Friday, September 20, 2019

Jane Eyre (1944) Textbook Gothic Romance

Throughout the 20th and 21st centuries there have been many, many, many versions of Charlotte Bronte's classic novel, Jane Eyre, both on the big and small screens and produced on both sides of the Atlantic.  Arguably the best-known (and in this blogger's opinion the best) is the 1944 installment from 20th Century-Fox, which starred Orson Welles and Joan Fontaine.  One of the first things to note when watching Hollywood's retelling of the beloved book is that while acting out the story, the film also attempts to rewrite it... literally!  "Text" from the book, shown on screen and emphasized with highlights, have nothing in common with the actual words of Bronte's novel.  Still, artistic license abounds in Tinsel Town, as it always has.

The basic premise is, of course, the same in Fox's version as it is in Charlotte's.  Published in 1847, Jane Eyre tells the story of the title character, a ten-year-old orphan in Yorkshire, England, who lives with and is mistreated by her aunt, Mrs. Reed.  To escape the oppression of her relatives home, Jane goes to Lowood Institution, a dark and dank asylum for orphaned girls.  She finds harsh treatment at Lowood and spends a decade there before coming of age and leaving to take a position as governess at Thronfield Hall.  She meets the brooding master of Thornfield, Edward Rochester, and discovers romance, intrigue and heinous mystery within the estate's walls.

Unbeknownst to many who enjoy this film, the initial idea for this version was taken on by none other than David O. Selznick.  The movie impresario who produced Gone with the Wind and Rebecca, set about organizing the production, only to sell the package (along with two other projects, Claudia and The Keys to the Kingdom) to Fox.  Part of the package deal was Selznick contract actress, Joan Fontaine.
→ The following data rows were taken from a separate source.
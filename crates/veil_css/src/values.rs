//! Scalar value checks: numbers, dimensions and the small functional notations that the value
//! lexer keeps as plain words.
use cow_utils::CowUtils;
use nom::branch::alt;
use nom::bytes::complete::tag;
use nom::character::complete::{char, digit1, one_of};
use nom::combinator::{all_consuming, opt, recognize};
use nom::sequence::{pair, tuple};
use nom::IResult;

/// Units accepted for a `<length>`
const LENGTH_UNITS: &[&str] = &[
    "em", "ex", "px", "in", "cm", "mm", "pt", "pc", "ch", "rem", "vw", "vh", "vmin", "vmax",
];
const ANGLE_UNITS: &[&str] = &["deg", "grad", "rad", "turn"];
const TIME_UNITS: &[&str] = &["ms", "s"];
const FREQUENCY_UNITS: &[&str] = &["hz", "khz"];

/// Largest absolute `a` or `b` accepted in an `an+b` expression
const MAX_NTH: i64 = 999_999;

/// Recognizes a CSS number: optional sign, digits with an optional fraction or a bare
/// fraction, and an optional integer exponent.
fn number(input: &str) -> IResult<&str, &str> {
    recognize(tuple((
        opt(one_of("+-")),
        alt((
            recognize(pair(digit1, opt(pair(char('.'), digit1)))),
            recognize(pair(char('.'), digit1)),
        )),
        opt(tuple((one_of("eE"), opt(one_of("+-")), digit1))),
    )))(input)
}

fn integer(input: &str) -> IResult<&str, &str> {
    recognize(pair(opt(one_of("+-")), digit1))(input)
}

/// Splits a dimension into its finite numeric value and its (possibly empty) unit
#[must_use]
pub fn split_dimension(value: &str) -> Option<(f64, &str)> {
    let (unit, num) = number(value).ok()?;
    let num: f64 = num.parse().ok()?;
    if !num.is_finite() {
        return None;
    }
    Some((num, unit))
}

fn has_unit(value: &str, units: &[&str]) -> bool {
    match split_dimension(value.trim()) {
        Some((_, unit)) => {
            let unit = unit.cow_to_ascii_lowercase();
            units.contains(&unit.as_ref())
        }
        None => false,
    }
}

/// `<integer>`: fits in a signed 32 bit integer
#[must_use]
pub fn is_integer(value: &str) -> bool {
    all_consuming(integer)(value).is_ok() && value.parse::<i32>().is_ok()
}

/// `<number>`
#[must_use]
pub fn is_number(value: &str) -> bool {
    matches!(split_dimension(value), Some((_, "")))
}

/// `<percentage>`
#[must_use]
pub fn is_percentage(value: &str) -> bool {
    matches!(split_dimension(value), Some((_, "%")))
}

/// `<length>`: a number with a length unit, or a unitless zero
#[must_use]
pub fn is_length(value: &str) -> bool {
    match split_dimension(value.trim()) {
        Some((num, "")) => num == 0.0,
        Some(_) => has_unit(value, LENGTH_UNITS),
        None => false,
    }
}

/// `<angle>`
#[must_use]
pub fn is_angle(value: &str) -> bool {
    has_unit(value, ANGLE_UNITS)
}

/// `<time>`
#[must_use]
pub fn is_time(value: &str) -> bool {
    has_unit(value, TIME_UNITS)
}

/// `<frequency>`: a positive number, optionally in hz or khz
#[must_use]
pub fn is_frequency(value: &str) -> bool {
    match split_dimension(value.trim()) {
        Some((num, "")) => num > 0.0,
        Some((num, _)) => num > 0.0 && has_unit(value, FREQUENCY_UNITS),
        None => false,
    }
}

/// Returns the comma separated arguments of `name(...)` when `value` is exactly that function
/// call. The name is matched case-insensitively and every argument must be non-empty.
#[must_use]
pub fn function_args<'a>(value: &'a str, name: &str) -> Option<Vec<&'a str>> {
    let value = value.trim();
    let open = name.len();
    if value.len() < open + 2
        || !value.is_char_boundary(open)
        || !value[..open].eq_ignore_ascii_case(name)
        || !value[open..].starts_with('(')
        || !value.ends_with(')')
    {
        return None;
    }

    let inner = &value[open + 1..value.len() - 1];
    let args: Vec<&str> = inner.split(',').map(str::trim).collect();
    if args.iter().any(|a| a.is_empty()) {
        return None;
    }
    Some(args)
}

/// `<shape>`: `rect(top, right, bottom, left)`
#[must_use]
pub fn is_shape(value: &str) -> bool {
    match function_args(value, "rect") {
        Some(args) => {
            args.len() == 4
                && args
                    .iter()
                    .all(|a| a.eq_ignore_ascii_case("auto") || is_length(a))
        }
        None => false,
    }
}

fn is_length_or_percentage(value: &str) -> bool {
    is_length(value) || is_percentage(value)
}

fn is_angle_or_number(value: &str) -> bool {
    is_angle(value) || is_number(value)
}

/// A single 2D transform function
#[must_use]
pub fn is_transform(value: &str) -> bool {
    let value = value.trim();
    let Some(paren) = value.find('(') else {
        return false;
    };
    let name = value[..paren].cow_to_ascii_lowercase();
    let Some(args) = function_args(value, &value[..paren]) else {
        return false;
    };

    match name.as_ref() {
        "matrix" => args.len() == 6 && args.iter().all(|a| is_number(a)),
        "translate" => (1..=2).contains(&args.len()) && args.iter().all(|a| is_length_or_percentage(a)),
        "translatex" | "translatey" => args.len() == 1 && is_length_or_percentage(args[0]),
        "scale" => (1..=2).contains(&args.len()) && args.iter().all(|a| is_number(a)),
        "scalex" | "scaley" => args.len() == 1 && is_number(args[0]),
        "rotate" => args.len() == 1 && is_angle(args[0]),
        "skew" => (1..=2).contains(&args.len()) && args.iter().all(|a| is_angle_or_number(a)),
        "skewx" | "skewy" => args.len() == 1 && is_angle_or_number(args[0]),
        _ => false,
    }
}

/// Parses the `b` part of an `an+b` expression: a sign directly followed by digits
fn nth_offset(input: &str) -> IResult<&str, &str> {
    recognize(pair(one_of("+-"), digit1))(input)
}

/// The `a` part: an optional sign and optional digits, followed by `n`
fn nth_step(input: &str) -> IResult<&str, (Option<char>, Option<&str>)> {
    let (input, sign) = opt(one_of("+-"))(input)?;
    let (input, digits) = opt(digit1)(input)?;
    let (input, _) = alt((tag("n"), tag("N")))(input)?;
    Ok((input, (sign, digits)))
}

fn within_nth_range(digits: &str) -> bool {
    digits
        .trim_start_matches(['+', '-'])
        .parse::<i64>()
        .is_ok_and(|v| v <= MAX_NTH)
}

/// Argument of the `:nth-*()` pseudo-classes: `odd`, `even`, an integer or `an+b`. Whitespace
/// is not accepted anywhere in the expression.
#[must_use]
pub fn is_nth(value: &str) -> bool {
    if value.eq_ignore_ascii_case("odd") || value.eq_ignore_ascii_case("even") {
        return true;
    }

    if let Ok((_, num)) = all_consuming(integer)(value) {
        return within_nth_range(num);
    }

    match nth_step(value) {
        Ok((rest, (_, digits))) => {
            if digits.is_some_and(|d| !within_nth_range(d)) {
                return false;
            }
            if rest.is_empty() {
                return true;
            }
            match all_consuming(nth_offset)(rest) {
                Ok((_, offset)) => within_nth_range(offset),
                Err(_) => false,
            }
        }
        Err(_) => false,
    }
}

#[cfg(test)]
mod tests {
    use super::*;
    use test_case::test_case;

    #[test_case("0", true)]
    #[test_case("-12", true)]
    #[test_case("+7", true)]
    #[test_case("1.5", false)]
    #[test_case("99999999999", false)]
    #[test_case("", false)]
    fn test_integer(value: &str, expected: bool) {
        assert_eq!(is_integer(value), expected);
    }

    #[test_case("1.5", true)]
    #[test_case(".5", true)]
    #[test_case("-3e2", true)]
    #[test_case("1.", false)]
    #[test_case("1e", false)]
    #[test_case("NaN", false)]
    #[test_case("Infinity", false)]
    fn test_number(value: &str, expected: bool) {
        assert_eq!(is_number(value), expected);
    }

    #[test_case("10px", true)]
    #[test_case("1.5em", true)]
    #[test_case("2REM", true)]
    #[test_case("0", true)]
    #[test_case("0.0", true)]
    #[test_case("10", false)]
    #[test_case("1.5", false)]
    #[test_case("10furlongs", false)]
    #[test_case("px", false)]
    #[test_case("1e400px", false)]
    fn test_length(value: &str, expected: bool) {
        assert_eq!(is_length(value), expected);
    }

    #[test_case("50%", true)]
    #[test_case("-2.5%", true)]
    #[test_case("%", false)]
    #[test_case("5", false)]
    fn test_percentage(value: &str, expected: bool) {
        assert_eq!(is_percentage(value), expected);
    }

    #[test]
    fn test_units() {
        assert!(is_angle("90deg"));
        assert!(is_angle("-1.2rad"));
        assert!(!is_angle("90"));
        assert!(is_time("200ms"));
        assert!(is_time("2s"));
        assert!(!is_time("2m"));
        assert!(is_frequency("440hz"));
        assert!(is_frequency("2KHz"));
        assert!(is_frequency("12"));
        assert!(!is_frequency("-12hz"));
    }

    #[test_case("rect(1px, 2px, 3px, 4px)", true)]
    #[test_case("rect(auto,auto,0,auto)", true)]
    #[test_case("rect(1px, 2px, 3px)", false)]
    #[test_case("rect(1px, 2px, 3px, 4)", false)]
    #[test_case("circle(1px)", false)]
    fn test_shape(value: &str, expected: bool) {
        assert_eq!(is_shape(value), expected);
    }

    #[test_case("rotate(45deg)", true)]
    #[test_case("translate(10px, 50%)", true)]
    #[test_case("translateX(2em)", true)]
    #[test_case("scale(1.5)", true)]
    #[test_case("scaleY(2)", true)]
    #[test_case("matrix(1, 0, 0, 1, 0, 0)", true)]
    #[test_case("skew(10deg, 0.5)", true)]
    #[test_case("rotate(45)", false)]
    #[test_case("matrix(1, 0)", false)]
    #[test_case("perspective(10px)", false)]
    #[test_case("translate()", false)]
    fn test_transform(value: &str, expected: bool) {
        assert_eq!(is_transform(value), expected);
    }

    #[test_case("odd", true)]
    #[test_case("even", true)]
    #[test_case("3", true)]
    #[test_case("n", true)]
    #[test_case("-n", true)]
    #[test_case("-n+1", true)]
    #[test_case("n-1", true)]
    #[test_case("2n", true)]
    #[test_case("10n", true)]
    #[test_case("2n+1", true)]
    #[test_case("-2n+1", true)]
    #[test_case("+1", true)]
    #[test_case("-1", true)]
    #[test_case("", false)]
    #[test_case("-", false)]
    #[test_case("+", false)]
    #[test_case("2+n", false)]
    #[test_case("2n+1+1", false)]
    #[test_case("+-2n", false)]
    #[test_case("-+2n", false)]
    #[test_case("2n1", false)]
    #[test_case("n3", false)]
    #[test_case("n+n", false)]
    #[test_case("2n+-1", false)]
    #[test_case("2n-+1", false)]
    #[test_case("2n + 1", false)]
    #[test_case("1000000n", false)]
    #[test_case("n+1000000", false)]
    fn test_nth(value: &str, expected: bool) {
        assert_eq!(is_nth(value), expected);
    }
}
Ironically, when discussing the film in her autobiography, No Bed of Roses, Fontaine's focus is on the pomposity and arrogance of her co-star, Orson Welles.  Her entire reminiscence of the picture revolves around Welles and his bad behavior during production.  Wrote the actress:  "Orson Welles was a huge man in 1943.  Everything about him was oversized, including his ego.  Unlike Charles Boyer or Fred Astaire, Orson's concern was entirely for Orson:  Jane Eyre was simply a medium to show off his talents."  That point aside, Welles used the $100,000 he made from the movie to support his other personal film projects, specifically It's All True, a documentary-style film which remains unfinished to this day. (Completed footage from the film, as well as documentary about its production was compiled for a DVD in 2004).

Another interesting bit of potential casting was Selznick's idea to hire Suzanne Farrington, daughter of Vivien Leigh and her first husband, Leigh Holman, as young Jane.  The idea was nixed by Holman, however, who didn't want his daughter to follow in her mother's professional footsteps.  Peggy Ann Garner played the part (with young Elizabeth Taylor taking on the role of her fragile friend, Helen, in an unbilled part).  The picture is filled with other, well-seasoned supporting players, including, Agnes Moorehead as Aunt Reed, Sara Allgood as the kind-hearted Bessie, and Margaret O'Brien as Rochester's precocious ward, Adele (did O'Brien ever play anything but precocious?).

Good movie.

Sunday, September 1, 2019

Key Largo (1948): The Hurricane Cometh

At the height of hurricane season, my cinematic thoughts drifted to movies from the golden age in which a hurricane played a major role.  Key Largo was the immediate film that came to mind.  Bogart was a major star by the time the picture hit the screens, and Bacall was no shrinking violet in the realm of celebrity herself.  It was the last of their screen pairings, all of which formed their iconic '40s on-screen bond.

Also in the mix is the legendary Edward G. Robinson, playing a character he had perfected almost 20 years earlier: a gangster (ie: a hood, thug, underworld male-diva). Oh, and there's a Barrymore on hand, Lionel.  It's always good to have a Barrymore on hand if you can get one. Rounding out the star power of this film noir classic is Claire Trevor, giving a no-holds-barred performance as Robinson's boozy, anxiety-ridden moll.

Director John Huston, who excelled at this type of taut, dark, dangerous Warner Brothers picture, knew how to get what he wanted from Trevor's performance.  In one of the film's memorable scenes, Claire is forced to sing by sadistic Robinson. Huston informed Trevor that they were to film her song that very day.  Not a trained singer, and not having rehearsed the song yet, she felt very ill-at-ease and intimidated by the A-list actors seated directly in front of her. The result was a hesitant, nervous, uncomfortable rendition, exactly what Huston was hoping for.  It also resulted in Trevor garnering a Best Supporting Actress Oscar.

If you're in the path of a hurricane, stay safe.  If you are just having rainy day blues, catch this impressive, totally watchable classic.